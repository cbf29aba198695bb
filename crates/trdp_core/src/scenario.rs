//! Scenario definitions and per-run options.

use std::time::Duration;

use serde::{Deserialize, Serialize};

use crate::message::ProcessDataMessage;

/// An ordered script of process data messages.
#[derive(Debug, Clone, PartialEq, Eq, Serialize, Deserialize)]
pub struct Scenario {
    pub identifier: String,
    pub messages: Vec<ProcessDataMessage>,
}

impl Scenario {
    pub fn new(identifier: impl Into<String>, messages: Vec<ProcessDataMessage>) -> Self {
        Self {
            identifier: identifier.into(),
            messages,
        }
    }

    /// Append a message.
    pub fn message(mut self, message: ProcessDataMessage) -> Self {
        self.messages.push(message);
        self
    }
}

/// Execution options controlling a single run.
#[derive(Debug, Clone, Copy, Default, PartialEq, Serialize, Deserialize)]
pub struct RunOptions {
    /// Reported back to clients; no deadline guarantees are attached.
    pub realtime: bool,
    /// Pause inserted after each published message.
    pub step_delay: Duration,
}

impl RunOptions {
    pub fn realtime(mut self, realtime: bool) -> Self {
        self.realtime = realtime;
        self
    }

    pub fn step_delay(mut self, delay: Duration) -> Self {
        self.step_delay = delay;
        self
    }
}

/// A fault injected into a running simulation.
#[derive(Debug, Clone, PartialEq, Eq, Serialize, Deserialize)]
pub struct FaultDescriptor {
    pub name: String,
    pub severity: String,
}

impl FaultDescriptor {
    pub fn new(name: impl Into<String>, severity: impl Into<String>) -> Self {
        Self {
            name: name.into(),
            severity: severity.into(),
        }
    }
}
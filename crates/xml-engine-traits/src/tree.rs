//! XML tree abstraction traits

use crate::error::Result;
use serde::{Deserialize, Serialize};
use std::fmt::Debug;
use std::hash::Hash;

/// Type of XML node
#[derive(Debug, Clone, Copy, PartialEq, Eq, Hash, Serialize, Deserialize)]
#[serde(rename_all = "kebab-case")]
pub enum NodeType {
    /// Document node
    Document,
    /// Element node
    Element,
    /// Attribute node
    Attribute,
    /// Text node
    Text,
    /// Comment node
    Comment,
    /// Processing instruction node
    ProcessingInstruction,
    /// Namespace node
    Namespace,
}

impl NodeType {
    /// Whether nodes of this type live in a parent's child list.
    ///
    /// Attributes and namespace declarations hang off their element
    /// instead, and documents have no parent at all.
    pub fn is_child(self) -> bool {
        matches!(
            self,
            NodeType::Element
                | NodeType::Text
                | NodeType::Comment
                | NodeType::ProcessingInstruction
        )
    }
}

/// Read access to an XML tree.
///
/// Node handles are cheap `Copy` values pointing into storage owned by the
/// implementor. A handle is only meaningful for the tree that produced it.
pub trait XmlTree {
    /// Type representing a node handle in this tree
    type Node: Copy + Eq + Hash + Debug;

    /// Parse a well-formed XML document and return its document node
    fn parse_xml(&mut self, xml: &str) -> Result<Self::Node>;

    /// Get the document element (root element) of a document node
    fn document_element(&self, doc: &Self::Node) -> Result<Self::Node>;

    /// Get the parent of a node, if it has one.
    ///
    /// The parent of an attribute is the element carrying it.
    fn parent(&self, node: &Self::Node) -> Option<Self::Node>;

    /// Get the child nodes of a node, in document order
    fn children(&self, node: &Self::Node) -> Vec<Self::Node>;

    /// Get all attributes of an element node as (qualified name, value) pairs
    fn attributes(&self, node: &Self::Node) -> Vec<(String, String)>;

    /// Look up a single attribute by qualified name
    fn get_attribute(&self, node: &Self::Node, name: &str) -> Option<String>;

    /// Get the qualified name of a node (if applicable)
    fn node_name(&self, node: &Self::Node) -> Option<String>;

    /// Get the value of a node: text, comment and attribute content, or
    /// processing instruction data
    fn node_value(&self, node: &Self::Node) -> Option<String>;

    /// Get the concatenated descendant text of a node
    fn text_content(&self, node: &Self::Node) -> String;

    /// Get the type of a node
    fn node_type(&self, node: &Self::Node) -> NodeType;

    /// Serialize a node to an XML string, optionally indented
    fn serialize(&self, node: &Self::Node, pretty: bool) -> Result<String>;
}

/// Trees that can be changed in place.
pub trait MutableXmlTree: XmlTree {
    /// Create a new empty document node
    fn create_document(&mut self) -> Self::Node;

    /// Create a new unattached element node.
    ///
    /// `name` may be prefixed; the prefix is resolved once the element is
    /// attached below an element declaring it.
    fn create_element(&mut self, name: &str) -> Result<Self::Node>;

    /// Create a new unattached text node
    fn create_text(&mut self, text: &str) -> Self::Node;

    /// Drop whitespace-only text nodes below `node` that carry no content
    fn strip_whitespace(&mut self, node: &Self::Node);

    /// Deep copy of a node within this tree. The copy is unattached.
    fn clone_node(&mut self, node: &Self::Node) -> Self::Node;

    /// Recreate a node (with its subtree) from another tree inside this one.
    /// The result is unattached.
    fn import_node(&mut self, source: &Self, node: &Self::Node) -> Result<Self::Node>;

    /// Append `child` as the last child of `parent`
    fn append_child(&mut self, parent: &Self::Node, child: &Self::Node) -> Result<()>;

    /// Insert `node` as the previous sibling of `reference`
    fn insert_before(&mut self, reference: &Self::Node, node: &Self::Node) -> Result<()>;

    /// Insert `node` as the next sibling of `reference`
    fn insert_after(&mut self, reference: &Self::Node, node: &Self::Node) -> Result<()>;

    /// Unlink a node from its parent. The node (and its handle) stays usable.
    fn detach(&mut self, node: &Self::Node) -> Result<()>;

    /// Free a node and its subtree. The handle must not be used afterwards.
    fn discard(&mut self, node: &Self::Node) -> Result<()>;

    /// Set an attribute on an element, creating it when absent
    fn set_attribute(&mut self, element: &Self::Node, name: &str, value: &str) -> Result<()>;

    /// Remove an attribute from an element. Absent attributes are ignored.
    fn remove_attribute(&mut self, element: &Self::Node, name: &str) -> Result<()>;

    /// Replace the textual content of a node.
    ///
    /// Elements lose all their children (and get a single text child when
    /// `text` is not empty); text, comment and attribute nodes get a new
    /// value.
    fn set_text_content(&mut self, node: &Self::Node, text: &str) -> Result<()>;
}
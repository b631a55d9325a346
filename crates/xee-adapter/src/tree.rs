//! XmlTree and MutableXmlTree implementations over the engine's xot arena

use xml_engine_traits::{
    error::{Error, Result},
    tree::{MutableXmlTree, NodeType, XmlTree},
};
use xot::{output, NameId, Node, Value, ValueType};

use crate::import::Importer;
use crate::xpath::XeeEngine;

impl XeeEngine {
    /// Qualified name of `name` as seen from `node`'s in-scope prefixes.
    ///
    /// Falls back to the local name when no prefix is bound, which happens
    /// for detached nodes whose declarations lived on a former ancestor.
    fn qualified_name(&self, node: Node, name: NameId) -> String {
        let xot = self.xot();
        xot.full_name(node, name)
            .unwrap_or_else(|_| xot.local_name_str(name).to_string())
    }

    /// Find the name id of an attribute already present on `element`
    fn attribute_name(&self, element: Node, name: &str) -> Option<NameId> {
        self.xot()
            .attributes(element)
            .keys()
            .find(|id| self.qualified_name(element, *id) == name)
    }

    /// Resolve `prefix:local` (or plain `local`) against `element`, adding
    /// the name to the arena when it is new.
    fn resolve_name(&mut self, element: Node, name: &str) -> Result<NameId> {
        let xot = self.xot_mut();
        match name.split_once(':') {
            None => Ok(xot.add_name(name)),
            Some((prefix, local)) => {
                let namespace = xot
                    .prefix(prefix)
                    .and_then(|prefix_id| xot.namespace_for_prefix(element, prefix_id))
                    .ok_or_else(|| {
                        Error::structure(format!("prefix '{prefix}' is not bound on the element"))
                    })?;
                Ok(xot.add_name_ns(local, namespace))
            }
        }
    }

    fn check_sibling_reference(&self, reference: Node) -> Result<()> {
        if self.node_type(&reference).is_child() {
            Ok(())
        } else {
            Err(Error::structure(
                "siblings can only be added next to child nodes",
            ))
        }
    }
}

impl XmlTree for XeeEngine {
    type Node = Node;

    fn parse_xml(&mut self, xml: &str) -> Result<Node> {
        self.xot_mut()
            .parse(xml)
            .map_err(|e| Error::XmlParse(e.to_string()))
    }

    fn document_element(&self, doc: &Node) -> Result<Node> {
        self.xot()
            .document_element(*doc)
            .map_err(|e| Error::node_access(e.to_string()))
    }

    fn parent(&self, node: &Node) -> Option<Node> {
        self.xot().parent(*node)
    }

    fn children(&self, node: &Node) -> Vec<Node> {
        self.xot().children(*node).collect()
    }

    fn attributes(&self, node: &Node) -> Vec<(String, String)> {
        if !self.xot().is_element(*node) {
            return Vec::new();
        }
        self.xot()
            .attributes(*node)
            .iter()
            .map(|(name, value)| (self.qualified_name(*node, name), value.clone()))
            .collect()
    }

    fn get_attribute(&self, node: &Node, name: &str) -> Option<String> {
        if !self.xot().is_element(*node) {
            return None;
        }
        let id = self.attribute_name(*node, name)?;
        self.xot().get_attribute(*node, id).map(str::to_string)
    }

    fn node_name(&self, node: &Node) -> Option<String> {
        let xot = self.xot();
        match xot.value(*node) {
            Value::Element(element) => Some(self.qualified_name(*node, element.name())),
            Value::Attribute(attribute) => {
                let scope = xot.parent(*node).unwrap_or(*node);
                Some(self.qualified_name(scope, attribute.name()))
            }
            Value::ProcessingInstruction(pi) => Some(xot.local_name_str(pi.target()).to_string()),
            Value::Namespace(namespace) => Some(xot.prefix_str(namespace.prefix()).to_string()),
            _ => None,
        }
    }

    fn node_value(&self, node: &Node) -> Option<String> {
        let xot = self.xot();
        match xot.value(*node) {
            Value::Text(text) => Some(text.get().to_string()),
            Value::Comment(comment) => Some(comment.get().to_string()),
            Value::ProcessingInstruction(pi) => pi.data().map(str::to_string),
            Value::Attribute(attribute) => Some(attribute.value().to_string()),
            Value::Namespace(namespace) => Some(xot.namespace_str(namespace.namespace()).to_string()),
            Value::Document | Value::Element(_) => None,
        }
    }

    fn text_content(&self, node: &Node) -> String {
        self.xot().string_value(*node)
    }

    fn node_type(&self, node: &Node) -> NodeType {
        match self.xot().value_type(*node) {
            ValueType::Document => NodeType::Document,
            ValueType::Element => NodeType::Element,
            ValueType::Text => NodeType::Text,
            ValueType::Comment => NodeType::Comment,
            ValueType::ProcessingInstruction => NodeType::ProcessingInstruction,
            ValueType::Attribute => NodeType::Attribute,
            ValueType::Namespace => NodeType::Namespace,
        }
    }

    fn serialize(&self, node: &Node, pretty: bool) -> Result<String> {
        match self.node_type(node) {
            // xot writes these only as part of their element
            NodeType::Attribute => {
                let name = self.node_name(node).unwrap_or_default();
                let value = self.node_value(node).unwrap_or_default();
                Ok(format!("{name}=\"{}\"", escape_attribute(&value)))
            }
            NodeType::Namespace => {
                let prefix = self.node_name(node).unwrap_or_default();
                let uri = self.node_value(node).unwrap_or_default();
                let name = if prefix.is_empty() {
                    "xmlns".to_string()
                } else {
                    format!("xmlns:{prefix}")
                };
                Ok(format!("{name}=\"{}\"", escape_attribute(&uri)))
            }
            // xot looks up the parent of text to pick CDATA output
            NodeType::Text if self.parent(node).is_none() => {
                Ok(escape_text(&self.node_value(node).unwrap_or_default()))
            }
            _ => {
                let parameters = if pretty {
                    output::xml::Parameters {
                        indentation: Some(Default::default()),
                        ..Default::default()
                    }
                } else {
                    Default::default()
                };
                self.xot()
                    .serialize_xml_string(parameters, *node)
                    .map_err(|e| Error::Serialize(e.to_string()))
            }
        }
    }
}

impl MutableXmlTree for XeeEngine {
    fn create_document(&mut self) -> Node {
        self.xot_mut().new_document()
    }

    fn create_element(&mut self, name: &str) -> Result<Node> {
        if name.contains(':') {
            return Err(Error::structure(format!(
                "cannot create '{name}' without a namespace scope"
            )));
        }
        let xot = self.xot_mut();
        let name = xot.add_name(name);
        Ok(xot.new_element(name))
    }

    fn create_text(&mut self, text: &str) -> Node {
        self.xot_mut().new_text(text)
    }

    fn strip_whitespace(&mut self, node: &Node) {
        self.xot_mut().remove_insignificant_whitespace(*node);
    }

    fn clone_node(&mut self, node: &Node) -> Node {
        self.xot_mut().clone_node(*node)
    }

    fn import_node(&mut self, source: &Self, node: &Node) -> Result<Node> {
        Importer::new(source.xot(), self.xot_mut()).import_root(*node)
    }

    fn append_child(&mut self, parent: &Node, child: &Node) -> Result<()> {
        self.xot_mut()
            .append(*parent, *child)
            .map_err(|e| Error::structure(e.to_string()))
    }

    fn insert_before(&mut self, reference: &Node, node: &Node) -> Result<()> {
        self.check_sibling_reference(*reference)?;
        self.xot_mut()
            .insert_before(*reference, *node)
            .map_err(|e| Error::structure(e.to_string()))
    }

    fn insert_after(&mut self, reference: &Node, node: &Node) -> Result<()> {
        self.check_sibling_reference(*reference)?;
        self.xot_mut()
            .insert_after(*reference, *node)
            .map_err(|e| Error::structure(e.to_string()))
    }

    fn detach(&mut self, node: &Node) -> Result<()> {
        self.xot_mut()
            .detach(*node)
            .map_err(|e| Error::structure(e.to_string()))
    }

    fn discard(&mut self, node: &Node) -> Result<()> {
        self.xot_mut()
            .remove(*node)
            .map_err(|e| Error::structure(e.to_string()))
    }

    fn set_attribute(&mut self, element: &Node, name: &str, value: &str) -> Result<()> {
        if !self.xot().is_element(*element) {
            return Err(Error::structure("attributes can only be set on elements"));
        }
        let name = match self.attribute_name(*element, name) {
            Some(existing) => existing,
            None => self.resolve_name(*element, name)?,
        };
        self.xot_mut().set_attribute(*element, name, value);
        Ok(())
    }

    fn remove_attribute(&mut self, element: &Node, name: &str) -> Result<()> {
        if !self.xot().is_element(*element) {
            return Ok(());
        }
        if let Some(name) = self.attribute_name(*element, name) {
            self.xot_mut().remove_attribute(*element, name);
        }
        Ok(())
    }

    fn set_text_content(&mut self, node: &Node, text: &str) -> Result<()> {
        let node = *node;
        let xot = self.xot_mut();
        match xot.value_type(node) {
            ValueType::Element => {
                let children: Vec<Node> = xot.children(node).collect();
                for child in children {
                    xot.detach(child)
                        .map_err(|e| Error::structure(e.to_string()))?;
                }
                if !text.is_empty() {
                    xot.append_text(node, text)
                        .map_err(|e| Error::structure(e.to_string()))?;
                }
            }
            ValueType::Text => {
                if let Some(value) = xot.text_mut(node) {
                    value.set(text);
                }
            }
            ValueType::Attribute => {
                if let Some(attribute) = xot.attribute_node_mut(node) {
                    attribute.set_value(text);
                }
            }
            ValueType::Comment => {
                if let Some(comment) = xot.comment_mut(node) {
                    comment
                        .set(text)
                        .map_err(|e| Error::structure(e.to_string()))?;
                }
            }
            ValueType::Document | ValueType::ProcessingInstruction | ValueType::Namespace => {}
        }
        Ok(())
    }
}

fn escape_attribute(value: &str) -> String {
    let mut escaped = String::with_capacity(value.len());
    for c in value.chars() {
        match c {
            '&' => escaped.push_str("&amp;"),
            '<' => escaped.push_str("&lt;"),
            '"' => escaped.push_str("&quot;"),
            _ => escaped.push(c),
        }
    }
    escaped
}

fn escape_text(value: &str) -> String {
    let mut escaped = String::with_capacity(value.len());
    for c in value.chars() {
        match c {
            '&' => escaped.push_str("&amp;"),
            '<' => escaped.push_str("&lt;"),
            '>' => escaped.push_str("&gt;"),
            _ => escaped.push(c),
        }
    }
    escaped
}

——————

With the first line being the one containing "only be added" and the last line the one containing "fn children(&self, node: &Node)", transcribe exactly the lines above that fall in that range.

                "siblings can only be added next to child nodes",
            ))
        }
    }
}

impl XmlTree for XeeEngine {
    type Node = Node;

    fn parse_xml(&mut self, xml: &str) -> Result<Node> {
        self.xot_mut()
            .parse(xml)
            .map_err(|e| Error::XmlParse(e.to_string()))
    }

    fn document_element(&self, doc: &Node) -> Result<Node> {
        self.xot()
            .document_element(*doc)
            .map_err(|e| Error::node_access(e.to_string()))
    }

    fn parent(&self, node: &Node) -> Option<Node> {
        self.xot().parent(*node)
    }

    fn children(&self, node: &Node) -> Vec<Node> {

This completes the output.